May 16, 2011 By Hilton Collins
Sony’s PlayStation Network, a popular online gaming and digital media platform, is undergoing a phased restoration throughout the U.S. this week after being offline nearly one month due to a serious and massive security breach.
The hack jeopardized personal information linked to PlayStation network’s 77 million registered user accounts, Kazuo Hirai, the head of Sony’s games division, wrote in a letter to the U.S. House of Representatives.
The high-profile incident has renewed calls for more detailed breach disclosures from the private sector. Government IT officials who are following ongoing developments of the PlayStation breach said that more timely and granular data would help state governments protect citizens’ privacy and also help government agencies protect themselves from similar cyber-attacks.
“A lot of the information that comes out in news media and from law enforcement and from the Attorney General is generic and not necessarily on point for a specific incident,” said Joanne McNabb, chief of California’s Office of Privacy Protection. “It’s a standard thing you hear: ‘There was a data breach. Well, put a fraud alert on your credit file, check your credit report.’”

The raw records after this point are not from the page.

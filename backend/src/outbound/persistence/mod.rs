//! SQLite persistence adapters using Diesel ORM.
//!
//! This module provides concrete implementations of the domain repository
//! ports backed by a single SQLite database file, pooled with `r2d2`.
//!
//! # Architecture
//!
//! - **Thin adapters**: Repository implementations only translate between
//!   Diesel models and domain types. No business logic resides here.
//! - **Internal models**: Diesel row structs (`models.rs`) and schema
//!   definitions (`schema.rs`) never leave this module.
//! - **Blocking isolation**: Diesel's SQLite driver is synchronous; all work
//!   runs on Tokio's blocking pool via [`DbPool::run`].
//! - **Strongly typed errors**: Database errors are mapped to the port error
//!   types before they reach the domain.
//!
//! # Example
//!
//! ```no_run
//! use gradebook::outbound::persistence::{DbPool, DieselStudentRepository, PoolConfig};
//!
//! # async fn demo() -> Result<(), gradebook::outbound::persistence::PoolError> {
//! let pool = DbPool::new(PoolConfig::new("students.db"))?;
//! pool.run_migrations().await?;
//! let repo = DieselStudentRepository::new(pool);
//! # let _ = repo;
//! # Ok(())
//! # }
//! ```

mod diesel_basic_error_mapping;
mod diesel_grade_repository;
mod diesel_student_repository;
mod models;
mod pool;
mod schema;

pub use diesel_grade_repository::DieselGradeRepository;
pub use diesel_student_repository::DieselStudentRepository;
pub use pool::{DbPool, MIGRATIONS, PoolConfig, PoolError, SqlitePooledConnection};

McNabb thinks customers affected by the PlayStation breach may have needed more specific information. “You’d want to be putting a fraud alert and checking your credit reports if your Social Security number or your driver’s license number were involved,” she said.
But in this case, McNabb was speaking hypothetically. According to Sony, drivers’ license numbers and Social Security numbers weren’t compromised. Still, plenty of personal information was cracked: each customer’s name, mailing address, country, e-mail address, birthdate, PlayStation Network password and login, online ID, profile data, purchase history, billing address and password security answers.
On Sony’s official blog, the company listed steps for consumers to take to protect themselves from identity theft. This advice included checking credit reports and issuing fraud alerts, and also accessing educational information on the U.S. Federal Trade Commission’s website.
More detailed breach information could also help governments lend a helping hand. “It would be great if every state had good information on privacy concerns for individuals,” McNabb said. It’s an issue more and more people are interested in as technologies evolve, she said.
Sandy Chalmers, administrator of Wisconsin’s Division of Trade and Consumer Protection, said that local law enforcement agencies don’t often have the time or resources to pursue cyber-criminals, so local government has a greater incentive to educate consumers about breach incidents. “It’s in government’s best interest to have best practices in place and to continually review those plans because this [threat] is only going to become more and more prevalent.”
McNabb thinks all state agencies should have access to detailed information when a serious incident like the PlayStation breach occurs. “It’s an issue that keeps coming up because it’s related to technological developments. It takes some focused attention to it to be able to provide assistance to people,” she said.